All at once or once for all?

When it comes to recording a band, the question is whether to record the whole band at once, or whether to record one part at a time. There are pros and cons for both, so hopefully the following information can help you to make the decision.
All at once
Before seriously considering recording a live performance of a full band, ask yourself the following questions:
  • Do I have enough inputs?
  • Do I have a suitable space in which to record the band?
  • Is the band rehearsed enough to pull off a great performance?
  • Is a live sound the sound I/they want?


A live band recording has tons of energy, huge dynamics, and can sound amazing if you and the band can pull it off. The job of mixing a live recording isn’t any easier, but it’s much less time consuming as you’re not trying to tidy everything up pristinely, and you’re not spending a lot of time on each individual component. All in all, it’s a lot quicker, it can sound alive, raw, and energetic, and continuity in sound throughout the tracks is a lot easier to attain. Led Zeppelin tracks were recorded live and retain all the rawness and energy of the band, but then Led Zeppelin were a hell of a band.
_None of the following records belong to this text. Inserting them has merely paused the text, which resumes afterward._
//! Ad launch orchestrator
//!
//! One invocation per launch batch, strictly top-to-bottom: credentials are
//! resolved once, then every draft's assets are uploaded, then videos are
//! readiness-gated globally, then creatives are built and ads published per
//! draft, then statuses are persisted and one summary notification goes out.

pub mod assets;
pub mod credentials;
pub mod publisher;
pub mod report;
pub mod thumbnails;

use chrono::Utc;
use std::collections::BTreeSet;

use adlaunch_core::models::{AdDraft, DraftResult, DraftStatus, LaunchTotals};
use adlaunch_core::AppError;
use adlaunch_meta::{wait_for_videos, AssetUploader, RetryPolicy};

use crate::state::AppState;
use thumbnails::ThumbnailResolver;

/// Validated launch request parameters.
#[derive(Debug, Clone)]
pub struct LaunchParams {
    pub drafts: Vec<AdDraft>,
    pub brand_id: String,
    pub ad_account_id: String,
    pub fb_page_id: String,
    pub instagram_user_id: Option<String>,
}

/// Terminal outcome of a launch batch.
#[derive(Debug)]
pub struct LaunchOutcome {
    pub results: Vec<DraftResult>,
    pub totals: LaunchTotals,
}

/// Run one launch batch end to end. Batch-fatal errors (unknown brand,
/// credential problems) return `Err`; everything after credential
/// resolution lands in per-draft results.
pub async fn run_launch(state: &AppState, params: LaunchParams) -> Result<LaunchOutcome, AppError> {
    let brand = state
        .stores
        .brand_store
        .get_brand_token_info(&params.brand_id)
        .await?
        .ok_or_else(|| AppError::NotFound(format!("Brand {} not found", params.brand_id)))?;

    let access_token = credentials::decrypt_brand_token(&state.cipher, &brand, Utc::now())?;
    let api = state
        .graph_factory
        .client_for(&access_token)
        .map_err(|e| AppError::Internal(format!("failed to build Graph client: {}", e)))?;

    tracing::info!(
        brand_id = %params.brand_id,
        ad_account_id = %params.ad_account_id,
        drafts = params.drafts.len(),
        "Starting ad launch batch"
    );

    let actor = credentials::resolve_actor(
        api.as_ref(),
        state.stores.brand_store.as_ref(),
        &brand,
        &params.fb_page_id,
        params.instagram_user_id.as_deref(),
    )
    .await;

    // Batch start marker; failures here must not block the launch
    for draft in &params.drafts {
        if let Err(err) = state
            .stores
            .draft_store
            .update_status(&draft.id, DraftStatus::Uploading, None)
            .await
        {
            tracing::warn!(draft_id = %draft.id, error = %err, "Failed to mark draft as uploading");
        }
    }

    let retry = RetryPolicy::new(
        state.config.video_upload_max_attempts(),
        state.config.video_upload_retry_backoff(),
    );
    let uploader = AssetUploader::new(
        api.as_ref(),
        state.media_fetcher.as_ref(),
        retry,
        state.config.max_video_size_bytes(),
    );

    let mut batches = Vec::with_capacity(params.drafts.len());
    for draft in &params.drafts {
        let processed = assets::upload_draft_assets(&uploader, &params.ad_account_id, draft).await;
        batches.push(processed);
    }

    // Gate once over the unique video ids of the whole batch
    let video_ids: BTreeSet<String> = batches
        .iter()
        .flatten()
        .filter_map(|p| p.meta_video_id.clone())
        .collect();
    let readiness = wait_for_videos(
        api.as_ref(),
        &video_ids,
        state.config.video_poll_interval(),
        state.config.video_readiness_budget(),
    )
    .await;

    let resolver = ThumbnailResolver {
        api: api.as_ref(),
        fetcher: state.media_fetcher.as_ref(),
        draft_store: state.stores.draft_store.as_ref(),
        listing: state.object_listing.as_ref(),
        max_thumbnail_size_bytes: state.config.max_thumbnail_size_bytes(),
    };

    let mut outcomes: Vec<(String, DraftResult)> = Vec::with_capacity(params.drafts.len());
    for (draft, mut processed) in params.drafts.iter().zip(batches) {
        resolver
            .resolve_for_draft(
                &params.ad_account_id,
                &draft.id,
                &mut processed,
                &readiness.ready,
            )
            .await;

        let result = publisher::publish_draft(
            api.as_ref(),
            &params.ad_account_id,
            &actor,
            draft,
            &processed,
            &readiness,
        )
        .await;
        outcomes.push((draft.id.clone(), result));
    }

    report::persist_statuses(state.stores.draft_store.as_ref(), &outcomes).await;

    let results: Vec<DraftResult> = outcomes.into_iter().map(|(_, result)| result).collect();
    let summary = report::build_summary(&params.brand_id, &params.ad_account_id, results);
    report::send_summary(state.notifier.as_ref(), &summary).await;

    tracing::info!(
        total = summary.totals.total,
        successful = summary.totals.successful,
        uploaded = summary.totals.uploaded,
        failed = summary.totals.failed,
        "Ad launch batch finished"
    );

    Ok(LaunchOutcome {
        results: summary.results,
        totals: summary.totals,
    })
}
//! Object storage listing for the thumbnail fallback search
//!
//! Authored media and thumbnails sit in a public bucket. When a draft asset
//! has no pre-associated thumbnail, the resolver lists the concept's folder
//! and matches by filename stem. Only the S3 list REST call is used, so a
//! plain HTTP client is enough.

use anyhow::{anyhow, Context, Result};
use async_trait::async_trait;
use regex::Regex;
use std::sync::OnceLock;
use std::time::Duration;

/// One listed object with its public URL.
#[derive(Debug, Clone)]
pub struct StoredObject {
    pub key: String,
    pub url: String,
}

/// Lists stored objects under a key prefix.
#[async_trait]
pub trait ObjectListing: Send + Sync {
    async fn list(&self, prefix: &str) -> Result<Vec<StoredObject>>;
}

fn key_regex() -> &'static Regex {
    static RE: OnceLock<Regex> = OnceLock::new();
    RE.get_or_init(|| Regex::new(r"<Key>([^<]+)</Key>").expect("key regex is valid"))
}

/// Extract object keys from an S3 ListObjectsV2 XML body.
fn parse_listing_keys(xml: &str) -> Vec<String> {
    key_regex()
        .captures_iter(xml)
        .map(|caps| caps[1].to_string())
        .collect()
}

/// Public-bucket implementation using the unauthenticated list endpoint.
#[derive(Clone)]
pub struct PublicBucketListing {
    http_client: reqwest::Client,
    base_url: String,
}

impl PublicBucketListing {
    pub fn new(base_url: String) -> Result<Self> {
        let http_client = reqwest::Client::builder()
            .timeout(Duration::from_secs(30))
            .build()
            .context("Failed to build HTTP client for object listing")?;
        Ok(Self {
            http_client,
            base_url: base_url.trim_end_matches('/').to_string(),
        })
    }
}

#[async_trait]
impl ObjectListing for PublicBucketListing {
    async fn list(&self, prefix: &str) -> Result<Vec<StoredObject>> {
        let response = self
            .http_client
            .get(&self.base_url)
            .query(&[("list-type", "2"), ("prefix", prefix)])
            .send()
            .await
            .with_context(|| format!("Failed to list objects under {}", prefix))?;
        let status = response.status();
        if !status.is_success() {
            return Err(anyhow!("Object listing returned {}", status));
        }
        let body = response.text().await.context("Failed to read listing body")?;

        Ok(parse_listing_keys(&body)
            .into_iter()
            .map(|key| StoredObject {
                url: format!("{}/{}", self.base_url, key),
                key,
            })
            .collect())
    }
}

/// Listing for deployments without a configured asset bucket. The thumbnail
/// fallback search simply finds nothing.
#[derive(Debug, Clone, Default)]
pub struct NoopObjectListing;

#[async_trait]
impl ObjectListing for NoopObjectListing {
    async fn list(&self, _prefix: &str) -> Result<Vec<StoredObject>> {
        Ok(Vec::new())
    }
}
Although it is a lot quicker overall, you need to spend most of the time allotted to making sure the instruments all sound great at source as there’s not a lot you can do to them later on. The band needs to be solid and extremely well rehearsed, otherwise there will be timing issues, poor playing, mistakes, you name it. There’s nothing you can do about this but re-record the song, and if the band aren’t great, it’s going to be a nightmare. It is also very, very difficult to make changes to the parts later on, and overdubbing can present a huge problem. The issue is that the guitar part you need to edit or change was picked up in the drum mics, and the drum hits that need correcting were picked up in ALL the mics. See what I mean?
Once for all
This is the standard way to record a band for many reasons, and probably the way you will be recording if you are just getting started.
This method of recording gives you complete control over every element of the recording. You can edit  mistakes, overdub, add parts, replace parts, you name it – and all without upsetting any other elements in the mix. Should the band decide on a different sound after the recording, it can still be attained fairly well in post production rather than having to record again.
There aren’t many cons to recording in this way, other than the resulting song sounding fairly tame and in some cases (when performance and mixing are poor) it can even sound lifeless and boring. In some cases, as this is a rather disjointed way for the band to perform their music, the song can sound pieced together rather than a complete body of sound, but the method is not to blame in this instance, only the mixing.
To summarise, there are pros and cons for both. However, don’t be fooled into thinking that recording a live band is easier and more straightforward. In fact, to do it properly takes not only a great, tight band, but also an experienced and dedicated engineer.